§ Task prompt: Which lines of the entries below contain the string "groups"? Copy each one.

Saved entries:
● ● ●
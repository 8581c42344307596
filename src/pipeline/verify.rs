// One verification run, end to end.
//
// Data flows strictly one way: fetchers -> evaluators -> aggregation.
// Every fetch happens at most once per run; the group snapshot is shared
// by the blacklist and social checks. Fetches execute in sequence on the
// calling task — there is no concurrency to reason about here.

use anyhow::{bail, Context, Result};
use chrono::{DateTime, Utc};
use tracing::{debug, info};

use crate::blacklist;
use crate::checks::age::{self, AgeFinding};
use crate::checks::blacklist as blacklist_rules;
use crate::checks::social;
use crate::checks::username;
use crate::checks::verdict::Verdict;
use crate::config::Config;
use crate::roblox::badges::{Badge, UserBadges};
use crate::roblox::groups::GroupMembership;
use crate::roblox::{friends, groups, thumbnails, users, RobloxClient};

/// Everything one run produced, for rendering and for the JSON report.
#[derive(Debug)]
pub struct Verification {
    pub user_id: u64,
    pub username: String,
    pub display_name: Option<String>,
    pub avatar_url: Option<String>,
    pub groups: Vec<GroupMembership>,
    /// `None` when the count was unverifiable or the run ended at the
    /// dismissal gate before fetching it.
    pub friend_count: Option<u64>,
    pub instant_dismissals: Vec<String>,
    pub red_flags: Vec<String>,
    /// Badge count as counted (short-circuited at the pass threshold);
    /// `None` when social checks never ran.
    pub badge_count: Option<u64>,
    pub oldest_badges: Vec<Badge>,
    pub verdict: Verdict,
    pub generated_at: DateTime<Utc>,
}

/// Verify one account.
///
/// Errors only when there is nothing to evaluate: unknown username, or the
/// profile/group fetches both needed for any rule came back empty. Every
/// other failure degrades inside the checks.
pub async fn verify_user(
    client: &RobloxClient,
    config: &Config,
    username: &str,
    blacklist_url: Option<&str>,
) -> Result<Verification> {
    let username = username.trim();
    if username.is_empty() {
        bail!("Provide a non-empty username.");
    }

    let Some(user_id) = users::lookup_user_id(client, username).await else {
        bail!("User '{username}' not found.");
    };
    info!(user_id = user_id, username = username, "Resolved user");

    let user_info = users::fetch_user_info(client, user_id)
        .await
        .context("Could not fetch user info from the Roblox API")?;
    let group_memberships = groups::fetch_group_roles(client, user_id)
        .await
        .context("Could not fetch groups from the Roblox API")?;

    // Live blacklist, merged with the stored IFD list for this run only.
    let mut merged_ifd = config.ifd_blacklist_ids.clone();
    if let Some(url) = blacklist_url {
        merged_ifd.extend(blacklist::fetch_live_blacklist(client, url).await);
    }

    let mut instant_dismissals: Vec<String> = Vec::new();
    let mut red_flags: Vec<String> = Vec::new();

    match age::check_account_age(
        user_info.created.as_deref(),
        Utc::now(),
        config.min_account_age_days,
    ) {
        AgeFinding::Dismissal(msg) => instant_dismissals.push(msg),
        AgeFinding::RedFlag(msg) => red_flags.push(msg),
        AgeFinding::Clear(msg) => debug!(age = %msg, "Account age check passed"),
    }

    let name_findings = username::check_username(&user_info.name, config);
    if let Some(msg) = name_findings.dismissal {
        instant_dismissals.push(msg);
    }
    red_flags.extend(name_findings.red_flags);

    instant_dismissals.extend(blacklist_rules::check_blacklists(
        user_id,
        &group_memberships,
        &merged_ifd,
        config,
    ));

    let avatar_url = thumbnails::fetch_avatar_url(client, user_id).await;
    let generated_at = Utc::now();

    // Dismissal gate: every dismissal check above already ran, so the
    // reasons are reported together — but no social fetches happen past
    // this point.
    if !instant_dismissals.is_empty() {
        info!(
            user_id = user_id,
            reasons = instant_dismissals.len(),
            "Instant dismissal"
        );
        return Ok(Verification {
            user_id,
            username: user_info.name,
            display_name: user_info.display_name,
            avatar_url,
            groups: group_memberships,
            friend_count: None,
            instant_dismissals,
            red_flags,
            badge_count: None,
            oldest_badges: Vec::new(),
            verdict: Verdict::Dismissed,
            generated_at,
        });
    }

    // Fetched once, reused by the check and the report.
    let friend_count = friends::fetch_friend_count(client, user_id).await;

    let badge_source = UserBadges::new(client, user_id);
    let social_findings =
        social::check_social_activity(friend_count, &group_memberships, &badge_source, config)
            .await;
    red_flags.extend(social_findings.red_flags);

    let verdict = Verdict::from_findings(&instant_dismissals, &red_flags);
    info!(
        user_id = user_id,
        red_flags = red_flags.len(),
        verdict = verdict.as_str(),
        "Verification complete"
    );

    Ok(Verification {
        user_id,
        username: user_info.name,
        display_name: user_info.display_name,
        avatar_url,
        groups: group_memberships,
        friend_count,
        instant_dismissals,
        red_flags,
        badge_count: Some(social_findings.badge_count),
        oldest_badges: social_findings.oldest_badges,
        verdict,
        generated_at,
    })
}
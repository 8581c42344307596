// Roblox public API fetchers.
//
// One submodule per remote resource. Every fetcher degrades to an absence
// value on failure so the rule evaluators can distinguish "signal
// unverifiable" from "signal verified negative" — nothing in this module
// panics or propagates errors past its own seam.

pub mod badges;
pub mod client;
pub mod friends;
pub mod groups;
pub mod thumbnails;
pub mod users;

pub use client::RobloxClient;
● ● ●
§ Task solution:
use crate::roblox::groups::GroupMembership;
use crate::roblox::{friends, groups, thumbnails, users, RobloxClient};
    pub groups: Vec<GroupMembership>,
    let group_memberships = groups::fetch_group_roles(client, user_id)
        .context("Could not fetch groups from the Roblox API")?;
            groups: group_memberships,
        groups: group_memberships,
pub mod groups;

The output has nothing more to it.